== Problem requirements ==
Could you return every record below exactly as it is written?
BEGIN Input
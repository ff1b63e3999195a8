//! Submission state machine for create-type screens.

use serde::Serialize;
use tracing::debug;

use super::draft::Draft;
use super::gateway::SubmitGateway;
use crate::error::{MedicareError, Result};

#[derive(Debug, Clone, Copy, PartialEq, Eq, Serialize)]
#[serde(rename_all = "lowercase")]
pub enum FormState {
    Editing,
    Submitting,
}

/// A draft plus its `Editing`/`Submitting` state.
///
/// At most one submission is in flight: `begin_submit` refuses while the form
/// is `Submitting`. A successful submission resets the draft; a failed one
/// keeps it and records the error.
#[derive(Debug, Clone)]
pub struct CreateForm<D: Draft> {
    draft: D,
    state: FormState,
    last_error: Option<MedicareError>,
}

impl<D: Draft> Default for CreateForm<D> {
    fn default() -> Self {
        Self::new()
    }
}

impl<D: Draft> CreateForm<D> {
    pub fn new() -> Self {
        Self {
            draft: D::default(),
            state: FormState::Editing,
            last_error: None,
        }
    }

    pub fn draft(&self) -> &D {
        &self.draft
    }

    pub fn state(&self) -> FormState {
        self.state
    }

    pub fn last_error(&self) -> Option<&MedicareError> {
        self.last_error.as_ref()
    }

    pub fn is_submit_enabled(&self) -> bool {
        self.state == FormState::Editing
    }

    fn in_flight(&self) -> MedicareError {
        MedicareError::SubmissionInFlight {
            form: D::FORM.to_string(),
        }
    }

    pub fn set_field(&mut self, name: &str, value: impl Into<String>) -> Result<()> {
        if self.state == FormState::Submitting {
            return Err(self.in_flight());
        }
        self.draft.set(name, value)
    }

    /// Discards the draft and any recorded error.
    pub fn reset(&mut self) {
        self.draft = D::default();
        self.state = FormState::Editing;
        self.last_error = None;
    }

    /// `Editing -> Submitting`, handing out a snapshot of the draft.
    ///
    /// Validation failures keep the form in `Editing`.
    pub fn begin_submit(&mut self) -> Result<D> {
        if self.state == FormState::Submitting {
            return Err(self.in_flight());
        }
        if let Err(err) = self.draft.validate() {
            self.last_error = Some(err.clone());
            return Err(err);
        }
        self.state = FormState::Submitting;
        self.last_error = None;
        Ok(self.draft.clone())
    }

    /// `Submitting -> Editing` with the gateway outcome.
    pub fn finish_submit(&mut self, outcome: Result<u32>) -> Result<u32> {
        self.state = FormState::Editing;
        match outcome {
            Ok(id) => {
                debug!("[Form] {} submission accepted as #{}", D::FORM, id);
                self.draft = D::default();
                self.last_error = None;
                Ok(id)
            }
            Err(err) => {
                debug!("[Form] {} submission failed: {}", D::FORM, err);
                self.last_error = Some(err.clone());
                Err(err)
            }
        }
    }

    /// Runs a full submission against `gateway`.
    pub async fn submit<G>(&mut self, gateway: &G) -> Result<u32>
    where
        G: SubmitGateway<D> + ?Sized,
    {
        let draft = self.begin_submit()?;
        let outcome = gateway.create(draft).await;
        self.finish_submit(outcome)
    }
}

#[cfg(test)]
mod tests {
    use super::*;
    use crate::forms::PatientDraft;
    use async_trait::async_trait;

    struct AcceptingGateway;

    #[async_trait]
    impl SubmitGateway<PatientDraft> for AcceptingGateway {
        async fn create(&self, _draft: PatientDraft) -> Result<u32> {
            Ok(6)
        }
    }

    struct RejectingGateway;

    #[async_trait]
    impl SubmitGateway<PatientDraft> for RejectingGateway {
        async fn create(&self, _draft: PatientDraft) -> Result<u32> {
            Err(MedicareError::submission_failed("backend unavailable"))
        }
    }

    fn filled_form() -> CreateForm<PatientDraft> {
        let mut form = CreateForm::new();
        for (name, value) in [
            ("firstName", "Ada"),
            ("lastName", "Lovelace"),
            ("email", "ada@example.com"),
            ("phone", "555"),
            ("dateOfBirth", "1815-12-10"),
            ("gender", "Female"),
        ] {
            form.set_field(name, value).unwrap();
        }
        form
    }

    #[test]
    fn test_validation_failure_stays_editing() {
        let mut form: CreateForm<PatientDraft> = CreateForm::new();
        let err = form.begin_submit().unwrap_err();

        assert!(err.is_validation());
        assert_eq!(form.state(), FormState::Editing);
        assert_eq!(form.last_error(), Some(&err));
    }

    #[test]
    fn test_second_submit_while_in_flight_is_refused() {
        let mut form = filled_form();
        form.begin_submit().unwrap();

        assert!(!form.is_submit_enabled());
        assert!(matches!(
            form.begin_submit(),
            Err(MedicareError::SubmissionInFlight { .. })
        ));
        assert!(form.set_field("city", "London").is_err());
    }

    #[tokio::test]
    async fn test_successful_submit_resets_draft() {
        let mut form = filled_form();
        let id = form.submit(&AcceptingGateway).await.unwrap();

        assert_eq!(id, 6);
        assert_eq!(form.state(), FormState::Editing);
        assert_eq!(form.draft(), &PatientDraft::default());
    }

    #[tokio::test]
    async fn test_failed_submit_keeps_draft() {
        let mut form = filled_form();
        let err = form.submit(&RejectingGateway).await.unwrap_err();

        assert!(err.is_submission_failed());
        assert_eq!(form.state(), FormState::Editing);
        assert_eq!(form.draft().first_name, "Ada");
        assert!(form.last_error().is_some());
    }
}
END Input
== Solution to this exercise ==
repository ff1b63e3999195a8
//! Submission state machine for create-type screens.

use serde::Serialize;
use tracing::debug;

use super::draft::Draft;
use super::gateway::SubmitGateway;
use crate::error::{MedicareError, Result};

#[derive(Debug, Clone, Copy, PartialEq, Eq, Serialize)]
#[serde(rename_all = "lowercase")]
pub enum FormState {
    Editing,
    Submitting,
}

/// A draft plus its `Editing`/`Submitting` state.
///
/// At most one submission is in flight: `begin_submit` refuses while the form
/// is `Submitting`. A successful submission resets the draft; a failed one
/// keeps it and records the error.
#[derive(Debug, Clone)]
pub struct CreateForm<D: Draft> {
    draft: D,
    state: FormState,
    last_error: Option<MedicareError>,
}

impl<D: Draft> Default for CreateForm<D> {
    fn default() -> Self {
        Self::new()
    }
}

impl<D: Draft> CreateForm<D> {
    pub fn new() -> Self {
        Self {
            draft: D::default(),
            state: FormState::Editing,
            last_error: None,
        }
    }

    pub fn draft(&self) -> &D {
        &self.draft
    }

    pub fn state(&self) -> FormState {
        self.state
    }

    pub fn last_error(&self) -> Option<&MedicareError> {
        self.last_error.as_ref()
    }

    pub fn is_submit_enabled(&self) -> bool {
        self.state == FormState::Editing
    }

    fn in_flight(&self) -> MedicareError {
        MedicareError::SubmissionInFlight {
            form: D::FORM.to_string(),
        }
    }

    pub fn set_field(&mut self, name: &str, value: impl Into<String>) -> Result<()> {
        if self.state == FormState::Submitting {
            return Err(self.in_flight());
        }
        self.draft.set(name, value)
    }

    /// Discards the draft and any recorded error.
    pub fn reset(&mut self) {
        self.draft = D::default();
        self.state = FormState::Editing;
        self.last_error = None;
    }

    /// `Editing -> Submitting`, handing out a snapshot of the draft.
    ///
    /// Validation failures keep the form in `Editing`.
    pub fn begin_submit(&mut self) -> Result<D> {
        if self.state == FormState::Submitting {
            return Err(self.in_flight());
        }
        if let Err(err) = self.draft.validate() {
            self.last_error = Some(err.clone());
            return Err(err);
        }
        self.state = FormState::Submitting;
        self.last_error = None;
        Ok(self.draft.clone())
    }

    /// `Submitting -> Editing` with the gateway outcome.
    pub fn finish_submit(&mut self, outcome: Result<u32>) -> Result<u32> {
        self.state = FormState::Editing;
        match outcome {
            Ok(id) => {
                debug!("[Form] {} submission accepted as #{}", D::FORM, id);
                self.draft = D::default();
                self.last_error = None;
                Ok(id)
            }
            Err(err) => {
                debug!("[Form] {} submission failed: {}", D::FORM, err);
                self.last_error = Some(err.clone());
                Err(err)
            }
        }
    }

    /// Runs a full submission against `gateway`.
    pub async fn submit<G>(&mut self, gateway: &G) -> Result<u32>
    where
        G: SubmitGateway<D> + ?Sized,
    {
        let draft = self.begin_submit()?;
        let outcome = gateway.create(draft).await;
        self.finish_submit(outcome)
    }
}

#[cfg(test)]
mod tests {
    use super::*;
    use crate::forms::PatientDraft;
    use async_trait::async_trait;

    struct AcceptingGateway;

    #[async_trait]
    impl SubmitGateway<PatientDraft> for AcceptingGateway {
        async fn create(&self, _draft: PatientDraft) -> Result<u32> {
            Ok(6)
        }
    }

    struct RejectingGateway;

    #[async_trait]
    impl SubmitGateway<PatientDraft> for RejectingGateway {
        async fn create(&self, _draft: PatientDraft) -> Result<u32> {
            Err(MedicareError::submission_failed("backend unavailable"))
        }
    }

    fn filled_form() -> CreateForm<PatientDraft> {
        let mut form = CreateForm::new();
        for (name, value) in [
            ("firstName", "Ada"),
            ("lastName", "Lovelace"),
            ("email", "ada@example.com"),
            ("phone", "555"),
            ("dateOfBirth", "1815-12-10"),
            ("gender", "Female"),
        ] {
            form.set_field(name, value).unwrap();
        }
        form
    }

    #[test]
    fn test_validation_failure_stays_editing() {
        let mut form: CreateForm<PatientDraft> = CreateForm::new();
        let err = form.begin_submit().unwrap_err();

        assert!(err.is_validation());
        assert_eq!(form.state(), FormState::Editing);
        assert_eq!(form.last_error(), Some(&err));
    }

    #[test]
    fn test_second_submit_while_in_flight_is_refused() {
        let mut form = filled_form();
        form.begin_submit().unwrap();

        assert!(!form.is_submit_enabled());
        assert!(matches!(
            form.begin_submit(),
            Err(MedicareError::SubmissionInFlight { .. })
        ));
        assert!(form.set_field("city", "London").is_err());
    }

    #[tokio::test]
    async fn test_successful_submit_resets_draft() {
        let mut form = filled_form();
        let id = form.submit(&AcceptingGateway).await.unwrap();

        assert_eq!(id, 6);
        assert_eq!(form.state(), FormState::Editing);
        assert_eq!(form.draft(), &PatientDraft::default());
    }

    #[tokio::test]
    async fn test_failed_submit_keeps_draft() {
        let mut form = filled_form();
        let err = form.submit(&RejectingGateway).await.unwrap_err();

        assert!(err.is_submission_failed());
        assert_eq!(form.state(), FormState::Editing);
        assert_eq!(form.draft().first_name, "Ada");
        assert!(form.last_error().is_some());
    }
}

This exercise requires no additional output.